Na política, a prática de achincalhar os adversários e os apoiadores dos oponentes chegou aos tribunais – e, para muitos, rendeu gordas indenizações em dinheiro. Agora, mais do que nunca, desperta preocupação quanto ao cumprimento de regras eleitorais e uso de inteligência artificial. Não à toa, há um mês, o Tribunal Superior Eleitoral inaugurou o Centro Integrado de Enfrentamento à Desinformação e Defesa da Democracia.

Criar e disseminar fake news é comportamento absolutamente oposto à liberdade de expressão, direito basilar do Estado Democrático de Direito, que não comporta mentiras, difamações, discursos de ódio e apelos inflamados à violência. Ao infringirem os limites da liberdade de expressão, os antidemocráticos fomentaram os atos deletérios de 8 de janeiro de 2023. A expectativa era a de empurrar o Brasil e a conquista da democracia em 1985 para o abismo do obscurantismo, da violência, da supressão das liberdades individuais e coletivas. A união firme do Legislativo, Executivo e Judiciário impediu a vitória do atraso. Espera-se, agora, que a decisão de sepultar o projeto de lei das fake news tomada pela Câmara não se transforme em mais um capítulo da tensão entre os Poderes.
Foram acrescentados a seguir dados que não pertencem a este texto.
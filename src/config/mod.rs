use std::{
    collections::HashMap,
    env,
    fs,
    io::{BufRead, BufReader},
    path::PathBuf,
    time::Duration,
};

use directories::BaseDirs;

#[derive(Debug, Clone)]
pub struct Config {
    inner: HashMap<String, String>,
}

impl Config {
    pub fn load() -> Self {
        Self::load_from(default_config_path())
    }

    pub fn load_from(config_path: PathBuf) -> Self {
        let mut map = default_map();

        // Read .figcaprc if exists
        if config_path.exists() {
            if let Ok(file) = fs::File::open(&config_path) {
                let reader = BufReader::new(file);
                for line in reader.lines().map_while(Result::ok) {
                    let line = line.trim();
                    if line.is_empty() || line.starts_with('#') {
                        continue;
                    }
                    if let Some((k, v)) = line.split_once('=') {
                        map.insert(k.trim().to_string(), v.trim().to_string());
                    }
                }
            }
        }

        // Overlay environment variables (take precedence)
        for (k, v) in env::vars() {
            if is_config_key(&k) {
                map.insert(k, v);
            }
        }

        Self { inner: map }
    }

    pub fn get(&self, key: &str) -> Option<String> {
        // ENV first
        if let Ok(v) = env::var(key) {
            return Some(v);
        }
        self.inner.get(key).cloned()
    }

    pub fn get_u64(&self, key: &str) -> Option<u64> {
        self.get(key).and_then(|v| v.trim().parse::<u64>().ok())
    }

    pub fn request_timeout(&self) -> Duration {
        Duration::from_secs(self.get_u64("REQUEST_TIMEOUT").unwrap_or(60))
    }

    pub fn exec_timeout(&self) -> Duration {
        Duration::from_secs(self.get_u64("EXEC_TIMEOUT").unwrap_or(60))
    }

    pub fn python_path(&self) -> String {
        self.get("PYTHON_PATH").unwrap_or_else(|| "python3".into())
    }

    pub fn default_model(&self) -> String {
        self.get("DEFAULT_MODEL").unwrap_or_else(|| "gpt-4o".into())
    }

    pub fn max_tokens(&self) -> u32 {
        self.get_u64("MAX_TOKENS")
            .and_then(|v| u32::try_from(v).ok())
            .unwrap_or(1024)
    }

    pub fn arxiv_base_url(&self) -> String {
        self.get("ARXIV_BASE_URL")
            .unwrap_or_else(|| "https://arxiv.org".into())
    }
}

fn is_config_key(k: &str) -> bool {
    // Accept known keys or FIGCAP_*/OPENAI_* for forward-compat
    const KEYS: &[&str] = &[
        "OPENAI_API_KEY",
        "API_BASE_URL",
        "REQUEST_TIMEOUT",
        "DEFAULT_MODEL",
        "MAX_TOKENS",
        "PYTHON_PATH",
        "EXEC_TIMEOUT",
        "ARXIV_BASE_URL",
    ];

    KEYS.contains(&k) || k.starts_with("FIGCAP_") || k.starts_with("OPENAI_")
}

fn default_config_path() -> PathBuf {
    let base = BaseDirs::new()
        .map(|b| b.config_dir().to_path_buf())
        .unwrap_or_else(|| PathBuf::from("~/.config"));
    base.join("figcap").join(".figcaprc")
}

fn default_map() -> HashMap<String, String> {
    let mut m = HashMap::new();

    // Numbers
    m.insert("REQUEST_TIMEOUT".into(), "60".into());
    m.insert("EXEC_TIMEOUT".into(), "60".into());
    m.insert("MAX_TOKENS".into(), "1024".into());

    // Strings
    m.insert("DEFAULT_MODEL".into(), "gpt-4o".into());
    m.insert("API_BASE_URL".into(), "default".into());
    m.insert("PYTHON_PATH".into(), "python3".into());
    m.insert("ARXIV_BASE_URL".into(), "https://arxiv.org".into());

    m
}
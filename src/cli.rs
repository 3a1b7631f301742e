use std::path::PathBuf;

use clap::{ArgGroup, Parser, Subcommand};

#[derive(Parser, Debug, Clone)]
#[command(name = "figcap", about = "Figure/caption dataset builder and plot regeneration validator", version)]
pub struct Cli {
    /// Log at debug level (RUST_LOG takes precedence when set).
    #[arg(short = 'v', long, global = true)]
    pub verbose: bool,

    #[command(subcommand)]
    pub command: Command,
}

#[derive(Subcommand, Debug, Clone)]
pub enum Command {
    /// Download arXiv source bundles into one directory per paper id.
    #[command(group(ArgGroup::new("source").args(["url", "ids"]).required(true).multiple(true)))]
    Fetch {
        /// Search-results page to scrape for abstract links.
        #[arg(long)]
        url: Option<String>,

        /// Explicit paper ids, in addition to any found at --url.
        #[arg(long = "id", value_name = "ID", action = clap::ArgAction::Append)]
        ids: Vec<String>,

        /// Directory receiving `<id>/` source trees.
        #[arg(long, default_value = "neurips")]
        out: PathBuf,
    },

    /// Mine figure/caption pairs from a directory of source collections.
    Extract {
        /// Directory whose subdirectories are source collections.
        #[arg(long, default_value = "neurips")]
        sources: PathBuf,

        /// Where accepted images are copied, one subdirectory per collection.
        #[arg(long, default_value = "neurips_figures")]
        figures: PathBuf,

        /// JSON array of figure records (appended to if present).
        #[arg(long, default_value = "neurips_figures_and_captions.json")]
        output: PathBuf,
    },

    /// Ask a vision model to redraw each figure as matplotlib code.
    Regenerate {
        /// JSON array of figure records.
        #[arg(long, default_value = "neurips_figures_and_captions.json")]
        input: PathBuf,

        /// JSON array of records with generated code (appended to if present).
        #[arg(long, default_value = "merged_llava_direct.json")]
        output: PathBuf,

        /// Model to use; defaults to DEFAULT_MODEL.
        #[arg(long)]
        model: Option<String>,

        /// Completion token limit; defaults to MAX_TOKENS.
        #[arg(long = "max-tokens")]
        max_tokens: Option<u32>,

        /// Stop after this many new figures.
        #[arg(long)]
        limit: Option<usize>,
    },

    /// Execute generated code and record whether it runs.
    Run {
        /// JSON array of records carrying `llava_code`.
        #[arg(long, default_value = "merged_llava_direct.json")]
        input: PathBuf,

        /// JSON array of execution records (appended to if present).
        #[arg(long, default_value = "llava_output_direct.json")]
        output: PathBuf,

        /// Root of the regenerated figure tree.
        #[arg(long, default_value = "llava")]
        root: PathBuf,

        /// Suffix appended to each regenerated file name.
        #[arg(long, default_value = "direct")]
        suffix: String,

        /// Per-snippet wall-clock limit in seconds; defaults to EXEC_TIMEOUT.
        #[arg(long)]
        timeout: Option<u64>,

        /// Interpreter executable; defaults to PYTHON_PATH.
        #[arg(long)]
        python: Option<String>,
    },
}

impl Cli {
    pub fn parse() -> Self {
        <Self as Parser>::parse()
    }
}
//! Run handler: execute generated snippets and persist execution records.

use std::{path::Path, time::Duration};

use anyhow::{Context, Result};

use crate::{
    execution::{run_batch, BatchOptions, BatchSummary},
    printer,
    process::python::PythonSandbox,
    record::{ExecutionRecord, GeneratedRecord},
    store::JsonStore,
};

pub async fn run(input: &Path, output: &Path, opts: &BatchOptions, python: &str, timeout: Duration) -> Result<()> {
    let items: Vec<GeneratedRecord> = JsonStore::new(input)
        .read()
        .with_context(|| format!("reading generated records from {}", input.display()))?;

    let store = JsonStore::new(output);
    let mut records: Vec<ExecutionRecord> = store.load()?;

    let sandbox = PythonSandbox::new(python, timeout);
    let executed = run_batch(&sandbox, &items, opts).await?;
    let summary = BatchSummary::of(&executed);
    let added = executed.len();
    records.extend(executed);

    store.write(&records)?;
    printer::stage_done("run", added, records.len(), output);
    printer::batch_summary(summary);
    Ok(())
}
Diante da decisão da Câmara, o Supremo Tribunal Federal julgará uma ação que trata da responsabilização dos provedores pelos conteúdos criados por terceiros, como exige o artigo 19 do Marco Civil da Internet (Lei nº 12.965, de 23 de abril de 2014), provocado pelo Facebook. Segundo o presidente da Casa Legislativa, Arthur Lira, a decisão tomada pelo ministro Dias Toffoli não é uma interferência indevida, “uma coisa não tem nada a ver com a outra”. Os deputados, segundo Lira, vão com “muita tranquilidade e transparência” atuar em grupos de trabalho para lidar com o tema.

O PL das fake news, porém, está adormecido há quatro anos. Ganhou nova urgência com os embates entre Elon Musk, dono da rede social X, e o ministro Alexandre de Moraes. Que este seja, de fato, o momento para uma resposta à altura à sociedade. A democracia não pode esperar.